Experimental methods
1. Yeast two-hybrid system.
2. Affinity chromatography.
3. DIPTM database.
1. Yeast two-hybrid system:
This is the most commonly used technology for protein-protein interaction. Many new protein interactions have been discovered by this method. The method can characterize only bimolecular interactions.
2. Affinity chromatography:
This is a protein separation method that takes advantage of specific binding interactions that occur between molecules.
3. DIPTM database:
This is a database of interacting proteins and catalogues experimentally determined interactions between proteins. It combines information from a variety of sources to create a single consistent set of protein-protein interactions.

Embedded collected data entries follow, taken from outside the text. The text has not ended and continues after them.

//! Journal command-line entry point.
//!
//! # Responsibility
//! - Drive the core journal store from a terminal.
//! - Keep output deterministic so scripts can diff it.

use chrono::{DateTime, Local, NaiveDate, TimeZone, Utc};
use clap::{Parser, Subcommand};
use journal_core::db::open_db;
use journal_core::{
    default_log_level, fetch_and_cache, init_logging, parse_locale, EntryId, JournalCalendar,
    JournalConfig, JournalService, QuoteClient, SqliteEntryRepository, SqliteQuoteCache,
};
use log::info;
use std::error::Error;
use std::path::PathBuf;

#[derive(Parser)]
#[command(name = "journal")]
#[command(about = "Private journal: dated entries grouped by month")]
#[command(version)]
struct Cli {
    /// SQLite database file (default: $JOURNAL_DB_PATH or temp dir)
    #[arg(long, global = true)]
    db: Option<PathBuf>,

    /// Locale for date strings, e.g. `en_US` or `de_DE.UTF-8`
    #[arg(long, global = true)]
    locale: Option<String>,

    /// Absolute directory for rolling log files; logging is off without it
    #[arg(long, global = true)]
    log_dir: Option<String>,

    /// trace|debug|info|warn|error
    #[arg(long, global = true)]
    log_level: Option<String>,

    #[command(subcommand)]
    command: Commands,
}

#[derive(Subcommand)]
enum Commands {
    /// List entries grouped by month, newest first
    List {
        /// Keep entries whose short date or month/year contains this text
        #[arg(long)]
        filter: Option<String>,
    },

    /// Add an entry
    Add {
        /// YYYY-MM-DD (local midnight) or RFC 3339
        #[arg(long)]
        date: String,

        #[arg(long, default_value = "")]
        text: String,
    },

    /// Replace date and text of an entry
    Edit {
        id: String,

        /// YYYY-MM-DD (local midnight) or RFC 3339
        #[arg(long)]
        date: String,

        #[arg(long, default_value = "")]
        text: String,
    },

    /// Delete an entry
    Delete { id: String },

    /// Fetch a quote and cache it
    Quote,

    /// Check core linkage
    Ping,
}

fn main() -> Result<(), Box<dyn Error>> {
    let cli = Cli::parse();

    if let Some(log_dir) = cli.log_dir.as_deref() {
        let level = cli.log_level.as_deref().unwrap_or(default_log_level());
        init_logging(level, log_dir)?;
    }

    let config = resolve_config(&cli)?;

    match cli.command {
        Commands::List { filter } => cmd_list(&config, filter.as_deref()),
        Commands::Add { date, text } => cmd_add(&config, &date, text),
        Commands::Edit { id, date, text } => cmd_edit(&config, &id, &date, text),
        Commands::Delete { id } => cmd_delete(&config, &id),
        Commands::Quote => cmd_quote(&config),
        Commands::Ping => {
            println!(
                "journal_core ping={} version={}",
                journal_core::ping(),
                journal_core::core_version()
            );
            Ok(())
        }
    }
}

fn resolve_config(cli: &Cli) -> Result<JournalConfig, Box<dyn Error>> {
    let mut config = JournalConfig::from_env();
    if let Some(db) = &cli.db {
        config.db_path = db.clone();
    }
    if let Some(name) = cli.locale.as_deref() {
        config.locale = parse_locale(name).ok_or_else(|| format!("unknown locale `{name}`"))?;
    }
    Ok(config)
}

fn cmd_list(config: &JournalConfig, filter: Option<&str>) -> Result<(), Box<dyn Error>> {
    let conn = open_db(&config.db_path)?;
    let service = JournalService::new(
        SqliteEntryRepository::try_new(&conn)?,
        JournalCalendar::local(config.locale),
    );

    let groups = service.query(filter)?;
    if groups.is_empty() {
        println!("No entries.");
        return Ok(());
    }

    for group in groups {
        println!("{}", group.title);
        for entry in group.entries {
            let first_line = entry.entry_text.lines().next().unwrap_or_default();
            println!(
                "  {}  {:<10}  {}",
                entry.id, entry.short_date_string, first_line
            );
        }
    }
    Ok(())
}

fn cmd_add(config: &JournalConfig, date: &str, text: String) -> Result<(), Box<dyn Error>> {
    let entry_date = parse_entry_date(date)?;
    let conn = open_db(&config.db_path)?;
    let service = JournalService::new(
        SqliteEntryRepository::try_new(&conn)?,
        JournalCalendar::local(config.locale),
    );

    let id = service.create_entry(entry_date, text)?;
    info!("event=cli_add module=cli status=ok entry_id={id}");
    println!("{id}");
    Ok(())
}

fn cmd_edit(
    config: &JournalConfig,
    id: &str,
    date: &str,
    text: String,
) -> Result<(), Box<dyn Error>> {
    let id = parse_entry_id(id)?;
    let entry_date = parse_entry_date(date)?;
    let conn = open_db(&config.db_path)?;
    let service = JournalService::new(
        SqliteEntryRepository::try_new(&conn)?,
        JournalCalendar::local(config.locale),
    );

    service.update_entry(id, entry_date, text)?;
    println!("updated {id}");
    Ok(())
}

fn cmd_delete(config: &JournalConfig, id: &str) -> Result<(), Box<dyn Error>> {
    let id = parse_entry_id(id)?;
    let conn = open_db(&config.db_path)?;
    let service = JournalService::new(
        SqliteEntryRepository::try_new(&conn)?,
        JournalCalendar::local(config.locale),
    );

    service.delete_entry(id)?;
    println!("deleted {id}");
    Ok(())
}

fn cmd_quote(config: &JournalConfig) -> Result<(), Box<dyn Error>> {
    let client = QuoteClient::new(config.quote_base_url.clone(), config.quote_timeout)?;
    let conn = open_db(&config.db_path)?;
    let cache = SqliteQuoteCache::try_new(&conn)?;

    let quote = fetch_and_cache(&client, &cache)?;
    println!("{}", quote.display_text());
    Ok(())
}

fn parse_entry_id(raw: &str) -> Result<EntryId, String> {
    EntryId::parse_str(raw.trim()).map_err(|err| format!("invalid entry id `{raw}`: {err}"))
}

/// Parses `YYYY-MM-DD` as local midnight, otherwise RFC 3339.
fn parse_entry_date(raw: &str) -> Result<DateTime<Utc>, String> {
    parse_entry_date_in(raw, &Local)
}

fn parse_entry_date_in<Tz: TimeZone>(raw: &str, tz: &Tz) -> Result<DateTime<Utc>, String> {
    let raw = raw.trim();
    if let Ok(day) = NaiveDate::parse_from_str(raw, "%Y-%m-%d") {
        let midnight = day.and_hms_opt(0, 0, 0).ok_or("invalid midnight")?;
        return tz
            .from_local_datetime(&midnight)
            .earliest()
            .map(|date| date.with_timezone(&Utc))
            .ok_or_else(|| format!("`{raw}` has no local midnight"));
    }

    DateTime::parse_from_rfc3339(raw)
        .map(|date| date.with_timezone(&Utc))
        .map_err(|err| format!("invalid date `{raw}`: {err}"))
}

Non homology methods of inferring protein-protein interactions
Computational methods usually assign protein function by using sequence similarity approach. The non-homology strategy does not depend on sequence similarity. Instead the strategy is to group proteins that are part of same pathway and define them as being functionally linked.

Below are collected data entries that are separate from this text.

//! Case- and diacritic-insensitive folding.
//!
//! # Invariants
//! - Folding is idempotent: `fold(fold(x)) == fold(x)`.
//! - Folded text never contains control characters, so stored search
//!   columns cannot be matched across a separator.

use unicode_normalization::char::is_combining_mark;
use unicode_normalization::UnicodeNormalization;

/// Folds `text` for substring matching.
///
/// Decomposes to NFD, drops combining marks, lowercases and removes
/// control characters. `"Février"` and `"fevrier"` fold to the same value.
pub fn fold_search_text(text: &str) -> String {
    text.nfd()
        .filter(|ch| !is_combining_mark(*ch) && !ch.is_control())
        .flat_map(char::to_lowercase)
        .collect()
}

/// Normalizes user filter input.
///
/// Returns `None` for missing, empty or whitespace-only input, which means
/// "no filter" rather than "match nothing".
pub fn normalize_filter(filter: Option<&str>) -> Option<String> {
    let trimmed = filter?.trim();
    if trimmed.is_empty() {
        return None;
    }

    let folded = fold_search_text(trimmed);
    if folded.is_empty() {
        None
    } else {
        Some(folded)
    }
}

#[cfg(test)]
mod tests {
    use super::{fold_search_text, normalize_filter};

    #[test]
    fn fold_ignores_case_and_diacritics() {
        assert_eq!(fold_search_text("Février 2024"), "fevrier 2024");
        assert_eq!(fold_search_text("OCTOBER"), "october");
        assert_eq!(fold_search_text("Ñandú"), "nandu");
    }

    #[test]
    fn fold_is_idempotent() {
        let once = fold_search_text("Décembre 2023");
        assert_eq!(fold_search_text(&once), once);
    }

    #[test]
    fn normalize_filter_treats_blank_as_no_filter() {
        assert_eq!(normalize_filter(None), None);
        assert_eq!(normalize_filter(Some("")), None);
        assert_eq!(normalize_filter(Some("   \t")), None);
        assert_eq!(normalize_filter(Some(" Oct ")).as_deref(), Some("oct"));
    }
}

The non-homology approaches are;
1. Domain fusion analysis.
2. Correlated messenger RNA expression patterns.
3. Phylogenetic profiles.
1. Domain fusion:
This strategy identifies fusion protein consisting of two non-homologous components found separately in another genome. Such components are expected to interact physically with each other. An interface between two interacting component is more likely to evolve when the proteins are fused in a single chain. In some respects the domain-fusion analysis is similar to the use of gene clusters for inferring functional links from gene proximity.

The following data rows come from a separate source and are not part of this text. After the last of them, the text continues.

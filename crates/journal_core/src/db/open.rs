//! Connection bootstrap utilities for SQLite.
//!
//! # Responsibility
//! - Open file or in-memory SQLite connections.
//! - Configure connection pragmas required by core behavior.
//! - Trigger schema migrations before returning a usable connection.
//!
//! # Invariants
//! - Returned connections have `foreign_keys=ON`.
//! - Returned connections have migrations fully applied.

use super::migrations::apply_migrations;
use super::DbResult;
use log::{error, info};
use rusqlite::Connection;
use std::path::Path;
use std::time::{Duration, Instant};

const BUSY_TIMEOUT: Duration = Duration::from_secs(5);

/// Opens the journal database file and applies all pending migrations.
///
/// Parent directories are not created; the caller owns the storage location.
///
/// # Side effects
/// - Performs connection bootstrap and migration checks.
/// - Emits `db_open` logging events with duration and status.
pub fn open_db(path: impl AsRef<Path>) -> DbResult<Connection> {
    let started_at = Instant::now();
    info!("event=db_open module=db status=start mode=file");

    let conn = Connection::open(path);
    finish_open(conn, "file", started_at)
}

/// Opens an in-memory journal database and applies all pending migrations.
///
/// Used by tests and by callers that want a throwaway store.
pub fn open_db_in_memory() -> DbResult<Connection> {
    let started_at = Instant::now();
    info!("event=db_open module=db status=start mode=memory");

    let conn = Connection::open_in_memory();
    finish_open(conn, "memory", started_at)
}

fn finish_open(
    conn: rusqlite::Result<Connection>,
    mode: &str,
    started_at: Instant,
) -> DbResult<Connection> {
    let mut conn = match conn {
        Ok(conn) => conn,
        Err(err) => {
            error!(
                "event=db_open module=db status=error mode={} duration_ms={} error_code=db_open_failed error={}",
                mode,
                started_at.elapsed().as_millis(),
                err
            );
            return Err(err.into());
        }
    };

    match bootstrap_connection(&mut conn) {
        Ok(()) => {
            info!(
                "event=db_open module=db status=ok mode={} duration_ms={}",
                mode,
                started_at.elapsed().as_millis()
            );
            Ok(conn)
        }
        Err(err) => {
            error!(
                "event=db_open module=db status=error mode={} duration_ms={} error_code=db_bootstrap_failed error={}",
                mode,
                started_at.elapsed().as_millis(),
                err
            );
            Err(err)
        }
    }
}

fn bootstrap_connection(conn: &mut Connection) -> DbResult<()> {
    conn.execute_batch("PRAGMA foreign_keys = ON;")?;
    conn.busy_timeout(BUSY_TIMEOUT)?;
    apply_migrations(conn)?;
    Ok(())
}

2. Correlated messenger RNA expression patterns:
This analysis is based on the premise that proteins with correlated levels over the same series of conditions are functionally linked. The functional annotations are usually broad, with functions specified as e.g. ‘metabolism’ or ‘transcription’. Even a random pair of proteins has a 50% chance of similar function at such a broad level. However as the annotations are generally derived from a number of linkages, they are much more informative than random links-comparable, in the best case, to experimental determination of protein-protein interactions.
3. Phylogenetic profiles:
Phylogenetic profiling relies on the correlated evolution of proteins. The evolution of two proteins is correlated when they share a Phylogenetic profile, which is defined as the pattern of a protein’s occurrence over a set of genomes. The Phylogenetic profile can be calculated precisely only when several complete genomes are compared. Two proteins that share a similar Phylogenetic profile are functionally linked. So clustering of proteins based on their Phylogenetic profiles can provide information about the function of an uncharacterized protein that is grouped with one or more functionally defined proteins.
Conclusion
The protein-protein interactions which are very important for most of the cellular studies can be detected by the experimental methods or the non-homology methods. This lays the basis for the next step in protein studies, such as drug discovery.